[07.09.14. I originally posted this as part of a larger entry on the 3rd of February 2007, but decided to extract it from that and make it a separate entry.]
We read Othello when I was at school. 6th form, if I remember rightly. I remember that no one, apart from me, had the faintest idea about the function of the grave accent in the edition we used so that the meter got mangled at times. Most of the time was spent reading the play out loud, but I don’t remember much about the meaning of the English or the themes. I think I regarded Iago as an interesting character because he was completely without scruples in his quest to destroy Othello.
There is one linguistic thing I learnt from Othello, and that is the verb “agnize” which, not surprisingly, I thought might’ve been some variant of “agonise”, but it actually means “recognise; acknowledge”. It’s only used once in the whole play in
I do agnize
A natural and prompt alacrity
I find in hardness and do undertake
These present wars against the Ottomites.
(Act I, Scene iii)
I don’t know whether it’s ever had any airtime beyond this single instance. A search of Renaissance Editions [dead link removed] yields only two examples – the one above and the following from John Florio’s translation of Montaigne’s Essays.

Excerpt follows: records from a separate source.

//! Samples host metrics and folds them into the device status row.

use std::sync::Arc;
use std::time::Duration;

use log::{debug, error, info, warn};
use sysinfo::{Components, Disks, System, MINIMUM_CPU_UPDATE_INTERVAL};
use tokio::select;
use tokio_util::sync::CancellationToken;

use crate::persistence::{DeploymentConfig, DeviceStatusUpdate, Store};

use super::messages::{ActorName, Message};
use super::registry::MailboxRegistry;

const COLLECTION_INTERVAL: Duration = Duration::from_secs(30);

#[derive(Debug, Default, Clone)]
struct HostMetrics {
    cpu_usage_percent: Option<f64>,
    memory_usage_percent: Option<f64>,
    disk_usage_percent: Option<f64>,
    temperature_celsius: Option<f64>,
    uptime_seconds: Option<i64>,
    load_average: Option<f64>,
}

pub struct SystemMetricsActor {
    registry: Arc<MailboxRegistry>,
    store: Store,
    identity: DeploymentConfig,
    cancel: CancellationToken,
}

impl SystemMetricsActor {
    pub fn new(
        registry: Arc<MailboxRegistry>,
        store: Store,
        identity: DeploymentConfig,
        cancel: CancellationToken,
    ) -> Self {
        SystemMetricsActor {
            registry,
            store,
            identity,
            cancel,
        }
    }

    pub async fn start(&self) -> anyhow::Result<()> {
        info!(
            "SystemMetricsActor started for device {}",
            self.identity.device_id
        );
        let mailbox = self.registry.mailbox(ActorName::SystemMetrics)?;
        let mut rx = mailbox.lock().await;

        let mut tick = tokio::time::interval(COLLECTION_INTERVAL);
        tick.set_missed_tick_behavior(tokio::time::MissedTickBehavior::Delay);

        loop {
            select! {
                _ = self.cancel.cancelled() => return Ok(()),
                _ = tick.tick() => self.collect_and_store().await,
                message = rx.recv() => {
                    let Some(message) = message else { return Ok(()) };
                    self.handle_message(message);
                }
            }
        }
    }

    fn handle_message(&self, message: Message) {
        // No inbound messages are expected here yet.
        warn!(
            "[SystemMetricsActor] Unhandled message type: {}",
            message.payload.kind()
        );
    }

    async fn collect_and_store(&self) {
        let metrics = match tokio::task::spawn_blocking(collect_host_metrics).await {
            Ok(metrics) => metrics,
            Err(e) => {
                error!("Metrics collection task failed: {e}");
                return;
            }
        };

        let update = DeviceStatusUpdate {
            organization_id: Some(self.identity.organization_id.clone()),
            site_id: Some(self.identity.site_id.clone()),
            cpu_usage_percent: metrics.cpu_usage_percent,
            memory_usage_percent: metrics.memory_usage_percent,
            disk_usage_percent: metrics.disk_usage_percent,
            temperature_celsius: metrics.temperature_celsius,
            uptime_seconds: metrics.uptime_seconds,
            load_average: metrics.load_average,
            ..DeviceStatusUpdate::default()
        };

        match self
            .store
            .upsert_device_status(&self.identity.device_id, &update)
            .await
        {
            Ok(()) => debug!(
                "Updated system metrics for device {}",
                self.identity.device_id
            ),
            Err(e) => error!("Failed to store system metrics: {e}"),
        }
    }
}

/// Runs on the blocking pool; the CPU sample needs two refreshes a short
/// interval apart.
fn collect_host_metrics() -> HostMetrics {
    let mut metrics = HostMetrics::default();

    let mut sys = System::new();
    sys.refresh_cpu_usage();
    std::thread::sleep(MINIMUM_CPU_UPDATE_INTERVAL);
    sys.refresh_cpu_usage();
    sys.refresh_memory();

    metrics.cpu_usage_percent = Some(f64::from(sys.global_cpu_usage()));

    let total_memory = sys.total_memory();
    if total_memory > 0 {
        metrics.memory_usage_percent =
            Some(sys.used_memory() as f64 / total_memory as f64 * 100.0);
    }

    let disks = Disks::new_with_refreshed_list();
    let root_disk = disks
        .iter()
        .find(|disk| disk.mount_point() == std::path::Path::new("/"))
        .or_else(|| disks.iter().next());
    if let Some(disk) = root_disk {
        let total = disk.total_space();
        if total > 0 {
            let used = total.saturating_sub(disk.available_space());
            metrics.disk_usage_percent = Some(used as f64 / total as f64 * 100.0);
        }
    }

    metrics.uptime_seconds = i64::try_from(System::uptime()).ok();

    let load = System::load_average();
    metrics.load_average = Some(load.one);

    let components = Components::new_with_refreshed_list();
    metrics.temperature_celsius = components
        .iter()
        .find_map(|component| component.temperature())
        .map(f64::from);

    metrics
}
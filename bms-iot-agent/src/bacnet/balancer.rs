//! Reader selection strategies. The balancer never owns readers; it only
//! picks from the snapshot the pool hands it.

use std::sync::Arc;
use std::sync::Mutex;

use log::{debug, warn};

use super::reader::Reader;

#[derive(Debug, Clone, Copy, PartialEq, Eq)]
pub enum Strategy {
    RoundRobin,
    LeastBusy,
    FirstAvailable,
}

#[derive(Debug)]
pub struct LoadBalancer {
    strategy: Strategy,
    cursor: Mutex<usize>,
}

impl LoadBalancer {
    pub fn new(strategy: Strategy) -> Self {
        LoadBalancer {
            strategy,
            cursor: Mutex::new(0),
        }
    }

    pub fn strategy(&self) -> Strategy {
        self.strategy
    }

    pub fn select(&self, readers: &[Arc<Reader>]) -> Option<Arc<Reader>> {
        if readers.is_empty() {
            warn!("No readers available for selection");
            return None;
        }

        let selected = match self.strategy {
            Strategy::RoundRobin => self.select_round_robin(readers),
            Strategy::LeastBusy => self.select_least_busy(readers),
            Strategy::FirstAvailable => readers.first().cloned(),
        };

        if let Some(reader) = &selected {
            debug!(
                "Selected reader {} ({:?} strategy, {} in flight)",
                reader.id(),
                self.strategy,
                reader.active_operations()
            );
        }
        selected
    }

    fn select_round_robin(&self, readers: &[Arc<Reader>]) -> Option<Arc<Reader>> {
        let mut cursor = self.cursor.lock().expect("balancer cursor poisoned");
        if *cursor >= readers.len() {
            warn!(
                "Round-robin cursor {} out of bounds for {} readers, resetting",
                *cursor,
                readers.len()
            );
            *cursor = 0;
        }
        let selected = readers[*cursor].clone();
        *cursor = (*cursor + 1) % readers.len();
        Some(selected)
    }

    fn select_least_busy(&self, readers: &[Arc<Reader>]) -> Option<Arc<Reader>> {
        readers
            .iter()
            .min_by_key(|reader| reader.active_operations())
            .cloned()
    }

    /// Readers with capacity left, preserving pool order.
    pub fn available(readers: &[Arc<Reader>], max_concurrent: usize) -> Vec<Arc<Reader>> {
        readers
            .iter()
            .filter(|reader| reader.active_operations() < max_concurrent)
            .cloned()
            .collect()
    }

    /// Resets the round-robin cursor; the pool calls this whenever the
    /// reader set changes.
    pub fn reset(&self) {
        *self.cursor.lock().expect("balancer cursor poisoned") = 0;
    }
}
mod common;

use chrono::{Duration as ChronoDuration, Utc};

use common::{sample_point, test_store};

#[tokio::test]
async fn rows_are_acked_before_the_cleaner_may_touch_them() {
    let (store, _dir) = test_store().await;

    store
        .bulk_insert_points(vec![sample_point(1), sample_point(2), sample_point(3)])
        .await
        .unwrap();

    let staged = store.points_to_upload().await.unwrap();
    assert_eq!(staged.len(), 3);
    assert!(staged.iter().all(|point| !point.is_uploaded));

    // Cleaner runs before anything was acknowledged: nothing may go away.
    assert_eq!(store.delete_uploaded_points().await.unwrap(), 0);
    assert_eq!(store.point_count().await.unwrap(), 3);

    let ids: Vec<i64> = staged.iter().filter_map(|point| point.id).collect();
    store.mark_points_uploaded(&ids).await.unwrap();

    for id in &ids {
        let point = store.point_by_id(*id).await.unwrap().unwrap();
        assert!(point.is_uploaded);
    }

    assert_eq!(store.delete_uploaded_points().await.unwrap(), 3);
    assert_eq!(store.point_count().await.unwrap(), 0);
}

#[tokio::test]
async fn cleaner_spares_rows_still_awaiting_upload() {
    let (store, _dir) = test_store().await;

    store
        .bulk_insert_points(vec![sample_point(1), sample_point(2)])
        .await
        .unwrap();

    let staged = store.points_to_upload().await.unwrap();
    let first_id = staged[0].id.unwrap();
    store.mark_points_uploaded(&[first_id]).await.unwrap();

    assert_eq!(store.delete_uploaded_points().await.unwrap(), 1);

    let survivors = store.points_to_upload().await.unwrap();
    assert_eq!(survivors.len(), 1);
    assert_ne!(survivors[0].id, Some(first_id));
}

#[tokio::test]
async fn id_zero_is_coerced_to_store_assigned() {
    let (store, _dir) = test_store().await;

    let mut point = sample_point(9);
    point.id = Some(0);
    store.bulk_insert_points(vec![point]).await.unwrap();

    let staged = store.points_to_upload().await.unwrap();
    assert_eq!(staged.len(), 1);
    let id = staged[0].id.unwrap();
    assert!(id > 0);

    let fetched = store.point_by_id(id).await.unwrap().unwrap();
    assert_eq!(fetched.point_id, 9);
}

#[tokio::test]
async fn single_insert_assigns_and_returns_the_id() {
    let (store, _dir) = test_store().await;

    let inserted = store.insert_point(sample_point(4)).await.unwrap();
    let id = inserted.id.unwrap();
    assert!(id > 0);

    let fetched = store.point_by_id(id).await.unwrap().unwrap();
    assert_eq!(fetched.iot_device_point_id, "pt-4");
    assert_eq!(fetched.present_value.as_deref(), Some("21.5"));
}

#[tokio::test]
async fn upload_batches_drain_oldest_first() {
    let (store, _dir) = test_store().await;

    let now = Utc::now();
    let mut newest = sample_point(30);
    newest.created_at = now;
    let mut middle = sample_point(20);
    middle.created_at = now - ChronoDuration::seconds(10);
    let mut oldest = sample_point(10);
    oldest.created_at = now - ChronoDuration::seconds(20);

    store
        .bulk_insert_points(vec![newest, oldest, middle])
        .await
        .unwrap();

    let staged = store.points_to_upload().await.unwrap();
    let order: Vec<i64> = staged.iter().map(|point| point.point_id).collect();
    assert_eq!(order, vec![10, 20, 30]);
}

#[tokio::test]
async fn marking_nothing_is_a_noop() {
    let (store, _dir) = test_store().await;
    store.mark_points_uploaded(&[]).await.unwrap();
    assert_eq!(store.point_count().await.unwrap(), 0);
}

#[tokio::test]
async fn store_computes_the_millisecond_timestamp() {
    let (store, _dir) = test_store().await;

    let inserted = store.insert_point(sample_point(1)).await.unwrap();
    let fetched = store
        .point_by_id(inserted.id.unwrap())
        .await
        .unwrap()
        .unwrap();

    let millis = fetched.created_at_millis.expect("computed column populated");
    assert_eq!(millis / 1000, fetched.created_at.timestamp());
}
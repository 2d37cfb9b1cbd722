//! The in-process actor system: typed messages, the mailbox registry, the
//! long-lived actors and their supervisor.

pub mod cleaner;
pub mod heartbeat;
pub mod messages;
pub mod monitoring;
pub mod registry;
pub mod supervisor;
pub mod system_metrics;
pub mod uploader;
pub mod writer;

pub use cleaner::CleanerActor;
pub use heartbeat::HeartbeatActor;
pub use messages::{ActorName, Message, Payload};
pub use monitoring::MonitoringActor;
pub use registry::{MailboxRegistry, RegistryError, MAILBOX_CAPACITY};
pub use system_metrics::SystemMetricsActor;
pub use uploader::UploaderActor;
pub use writer::WriterActor;
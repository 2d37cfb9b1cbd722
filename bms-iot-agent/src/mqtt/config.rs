//! Broker settings loaded from the JSON config file the provisioning flow
//! drops on the device.

use std::path::Path;
use std::time::Duration;

use anyhow::{Context, Result};
use rumqttc::{MqttOptions, TlsConfiguration, Transport};
use serde::{Deserialize, Serialize};

fn default_port() -> u16 {
    8883
}

fn default_keep_alive() -> u64 {
    60
}

fn default_true() -> bool {
    true
}

#[derive(Debug, Clone, Serialize, Deserialize)]
pub struct MqttSettings {
    pub host: String,
    #[serde(default = "default_port")]
    pub port: u16,
    #[serde(default)]
    pub username: Option<String>,
    #[serde(default)]
    pub password: Option<String>,
    /// TLS is the default for the hosted broker; local brokers may turn it
    /// off.
    #[serde(default = "default_true")]
    pub use_tls: bool,
    #[serde(default = "default_true")]
    pub clean_session: bool,
    #[serde(default = "default_keep_alive")]
    pub keep_alive_secs: u64,
    #[serde(default)]
    pub client_id: Option<String>,
}

pub fn load_config(path: &Path) -> Result<MqttSettings> {
    let raw = std::fs::read_to_string(path)
        .with_context(|| format!("cannot read MQTT config at '{}'", path.display()))?;
    let settings: MqttSettings = serde_json::from_str(&raw)
        .with_context(|| format!("invalid MQTT config at '{}'", path.display()))?;
    Ok(settings)
}

pub fn mqtt_options(
    settings: &MqttSettings,
    client_id: &str,
    ca_cert_path: &Path,
) -> Result<MqttOptions> {
    let mut options = MqttOptions::new(client_id, settings.host.clone(), settings.port);
    options.set_keep_alive(Duration::from_secs(settings.keep_alive_secs));
    options.set_clean_session(settings.clean_session);

    if let (Some(username), Some(password)) = (&settings.username, &settings.password) {
        options.set_credentials(username.clone(), password.clone());
    }

    if settings.use_tls {
        let ca = std::fs::read(ca_cert_path).with_context(|| {
            format!("cannot read broker CA certificate at '{}'", ca_cert_path.display())
        })?;
        options.set_transport(Transport::Tls(TlsConfiguration::Simple {
            ca,
            alpn: None,
            client_auth: None,
        }));
    }

    Ok(options)
}
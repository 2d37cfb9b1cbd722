//! Generation of cloud-compatible identifiers for devices that are
//! provisioned without preassigned ids.

use uuid::Uuid;

/// Organization ids carry a readable `org_` prefix with a short random
/// suffix.
pub fn generate_org_id() -> String {
    let suffix: String = Uuid::new_v4().simple().to_string();
    format!("org_{}", &suffix[..8])
}

pub fn generate_site_id() -> String {
    Uuid::new_v4().to_string()
}

pub fn generate_device_id() -> String {
    Uuid::new_v4().to_string()
}

#[cfg(test)]
mod tests {
    use super::*;

    #[test]
    fn org_ids_carry_the_expected_prefix() {
        let org_id = generate_org_id();
        assert!(org_id.starts_with("org_"));
        assert_eq!(org_id.len(), "org_".len() + 8);
    }

    #[test]
    fn generated_ids_are_unique() {
        assert_ne!(generate_device_id(), generate_device_id());
        assert_ne!(generate_site_id(), generate_site_id());
    }

    #[test]
    fn generated_identity_passes_validation() {
        let config = crate::persistence::DeploymentConfig {
            organization_id: generate_org_id(),
            site_id: generate_site_id(),
            device_id: generate_device_id(),
            metadata: None,
        };
        assert!(config.validate().is_ok());
    }
}
//! Device status snapshot: one row per device id, upserted in place by
//! several actors at once.

use chrono::{DateTime, Utc};
use log::debug;
use serde::{Deserialize, Serialize};

use super::retry::{with_db_retry, DEFAULT_ATTEMPTS};
use super::{Result, Store};

#[derive(Debug, Clone, Copy, PartialEq, Eq, Serialize, Deserialize, sqlx::Type)]
#[serde(rename_all = "lowercase")]
#[sqlx(rename_all = "lowercase")]
pub enum MonitoringStatus {
    Active,
    Stopped,
    Paused,
    Error,
}

#[derive(Debug, Clone, Copy, PartialEq, Eq, Serialize, Deserialize, sqlx::Type)]
#[serde(rename_all = "lowercase")]
#[sqlx(rename_all = "lowercase")]
pub enum ConnectionStatus {
    Connected,
    Disconnected,
    Connecting,
    Error,
}

#[derive(Debug, Clone, Serialize, Deserialize, sqlx::FromRow)]
pub struct DeviceStatus {
    pub id: Option<i64>,
    pub device_id: String,
    pub organization_id: String,
    pub site_id: String,
    pub monitoring_status: Option<MonitoringStatus>,
    pub mqtt_connection_status: Option<ConnectionStatus>,
    pub bacnet_connection_status: Option<ConnectionStatus>,
    pub cpu_usage_percent: Option<f64>,
    pub memory_usage_percent: Option<f64>,
    pub disk_usage_percent: Option<f64>,
    pub temperature_celsius: Option<f64>,
    pub uptime_seconds: Option<i64>,
    pub load_average: Option<f64>,
    pub bacnet_devices_connected: Option<i64>,
    pub bacnet_points_monitored: Option<i64>,
    pub payload: String,
    pub created_at: DateTime<Utc>,
    pub updated_at: DateTime<Utc>,
    pub received_at: DateTime<Utc>,
}

/// Partial update; only the populated fields are written, everything else
/// keeps its current value.
#[derive(Debug, Clone, Default)]
pub struct DeviceStatusUpdate {
    pub organization_id: Option<String>,
    pub site_id: Option<String>,
    pub monitoring_status: Option<MonitoringStatus>,
    pub mqtt_connection_status: Option<ConnectionStatus>,
    pub bacnet_connection_status: Option<ConnectionStatus>,
    pub cpu_usage_percent: Option<f64>,
    pub memory_usage_percent: Option<f64>,
    pub disk_usage_percent: Option<f64>,
    pub temperature_celsius: Option<f64>,
    pub uptime_seconds: Option<i64>,
    pub load_average: Option<f64>,
    pub bacnet_devices_connected: Option<i64>,
    pub bacnet_points_monitored: Option<i64>,
    pub payload: Option<String>,
}

fn is_unique_violation(err: &sqlx::Error) -> bool {
    match err {
        sqlx::Error::Database(db) => db
            .code()
            .and_then(|code| code.as_ref().parse::<u32>().ok())
            .map(|code| code & 0xff == 19)
            .unwrap_or(false),
        _ => false,
    }
}

const UPDATE_STATUS_SQL: &str = "UPDATE iot_device_status SET \
    organization_id = COALESCE(?, organization_id), \
    site_id = COALESCE(?, site_id), \
    monitoring_status = COALESCE(?, monitoring_status), \
    mqtt_connection_status = COALESCE(?, mqtt_connection_status), \
    bacnet_connection_status = COALESCE(?, bacnet_connection_status), \
    cpu_usage_percent = COALESCE(?, cpu_usage_percent), \
    memory_usage_percent = COALESCE(?, memory_usage_percent), \
    disk_usage_percent = COALESCE(?, disk_usage_percent), \
    temperature_celsius = COALESCE(?, temperature_celsius), \
    uptime_seconds = COALESCE(?, uptime_seconds), \
    load_average = COALESCE(?, load_average), \
    bacnet_devices_connected = COALESCE(?, bacnet_devices_connected), \
    bacnet_points_monitored = COALESCE(?, bacnet_points_monitored), \
    payload = COALESCE(?, payload), \
    updated_at = ?, received_at = ? \
    WHERE device_id = ?";

fn bind_update<'q>(
    query: sqlx::query::Query<'q, sqlx::Sqlite, sqlx::sqlite::SqliteArguments<'q>>,
    update: &'q DeviceStatusUpdate,
    now: DateTime<Utc>,
    device_id: &'q str,
) -> sqlx::query::Query<'q, sqlx::Sqlite, sqlx::sqlite::SqliteArguments<'q>> {
    query
        .bind(&update.organization_id)
        .bind(&update.site_id)
        .bind(update.monitoring_status)
        .bind(update.mqtt_connection_status)
        .bind(update.bacnet_connection_status)
        .bind(update.cpu_usage_percent)
        .bind(update.memory_usage_percent)
        .bind(update.disk_usage_percent)
        .bind(update.temperature_celsius)
        .bind(update.uptime_seconds)
        .bind(update.load_average)
        .bind(update.bacnet_devices_connected)
        .bind(update.bacnet_points_monitored)
        .bind(&update.payload)
        .bind(now)
        .bind(now)
        .bind(device_id)
}

impl Store {
    /// Upserts the status row for `device_id`. Only one row may exist per
    /// device; a concurrent insert race is resolved by updating after the
    /// failed insert.
    pub async fn upsert_device_status(
        &self,
        device_id: &str,
        update: &DeviceStatusUpdate,
    ) -> Result<()> {
        with_db_retry("upsert_device_status", DEFAULT_ATTEMPTS, || {
            self.upsert_device_status_once(device_id, update)
        })
        .await
    }

    async fn upsert_device_status_once(
        &self,
        device_id: &str,
        update: &DeviceStatusUpdate,
    ) -> Result<()> {
        let now = Utc::now();

        {
            let mut conn = self.session().await;
            let updated = bind_update(sqlx::query(UPDATE_STATUS_SQL), update, now, device_id)
                .execute(&mut *conn)
                .await?;
            if updated.rows_affected() > 0 {
                return Ok(());
            }
        }

        let inserted = self.insert_device_status(device_id, update, now).await;
        match inserted {
            Ok(()) => Ok(()),
            Err(super::Error::Sqlite(e)) if is_unique_violation(&e) => {
                // Another task inserted the row first; fall back to updating it.
                debug!("Concurrent status insert for {device_id}, updating instead");
                let mut conn = self.session().await;
                bind_update(sqlx::query(UPDATE_STATUS_SQL), update, now, device_id)
                    .execute(&mut *conn)
                    .await?;
                Ok(())
            }
            Err(e) => Err(e),
        }
    }

    async fn insert_device_status(
        &self,
        device_id: &str,
        update: &DeviceStatusUpdate,
        now: DateTime<Utc>,
    ) -> Result<()> {
        let mut conn = self.session().await;
        sqlx::query(
            "INSERT INTO iot_device_status (device_id, organization_id, site_id, \
             monitoring_status, mqtt_connection_status, bacnet_connection_status, \
             cpu_usage_percent, memory_usage_percent, disk_usage_percent, \
             temperature_celsius, uptime_seconds, load_average, \
             bacnet_devices_connected, bacnet_points_monitored, payload, \
             created_at, updated_at, received_at) \
             VALUES (?, ?, ?, ?, ?, ?, ?, ?, ?, ?, ?, ?, ?, ?, ?, ?, ?, ?)",
        )
        .bind(device_id)
        .bind(update.organization_id.as_deref().unwrap_or(""))
        .bind(update.site_id.as_deref().unwrap_or(""))
        .bind(update.monitoring_status)
        .bind(update.mqtt_connection_status)
        .bind(update.bacnet_connection_status)
        .bind(update.cpu_usage_percent)
        .bind(update.memory_usage_percent)
        .bind(update.disk_usage_percent)
        .bind(update.temperature_celsius)
        .bind(update.uptime_seconds)
        .bind(update.load_average)
        .bind(update.bacnet_devices_connected)
        .bind(update.bacnet_points_monitored)
        .bind(update.payload.as_deref().unwrap_or("{}"))
        .bind(now)
        .bind(now)
        .bind(now)
        .execute(&mut *conn)
        .await?;
        Ok(())
    }

    pub async fn latest_device_status(&self, device_id: &str) -> Result<Option<DeviceStatus>> {
        with_db_retry("latest_device_status", DEFAULT_ATTEMPTS, || async move {
            let mut conn = self.session().await;
            let status = sqlx::query_as::<_, DeviceStatus>(
                "SELECT * FROM iot_device_status WHERE device_id = ?",
            )
            .bind(device_id)
            .fetch_optional(&mut *conn)
            .await?;
            Ok(status)
        })
        .await
    }

    pub async fn device_status_count(&self) -> Result<i64> {
        let mut conn = self.session().await;
        let count: (i64,) = sqlx::query_as("SELECT COUNT(id) FROM iot_device_status")
            .fetch_one(&mut *conn)
            .await?;
        Ok(count.0)
    }
}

I hate to correct and agnize my selfe, and can never endure but grudgingly to review and repolish what once hath escaped my pen. (Book 3, Chapter IX: Of Vanitie)
Robert Southwell (1561-1595) uses it in the following stanza from New Heaven, New War.
The same you saw in heavenly seat,
Is He that now sucks Mary’s teat;
Agnize your King a mortal wight,
His borrow’d weed lets not your sight;
Come, kiss the manger where He lies;
That is your bliss above the skies.
From the Twenty Fifth Book of Harington’s translation of Orlando Furioso we have
13. Now when the youth from danger quite was freed,
And all that sought his death away were fled,
He thanks the author of this worthy deed,
And thanketh her that had him thither led
Then, when of helpe he stood in greatest need,
When otherwise he doubtlesse had bin dead,
And executed like a malefactor,
Agnizing him his Lord and benefactor.
I don’t know why I happen to remember agnize. I’ve never used it myself since it’s obsolete for a start and I’d forgotten what it meant until I checked the meaning on answers.com.
I wonder how much longer it’s going to take before someone agnizes that Shakespeare’s English needs to be translated to facilitate the comprehension of his works. The content may have meaning for us, but much of the language doesn’t.
Now, some homework. Yes, that means you lot. Find other instances of agnize from English lit. When was it last rarely used?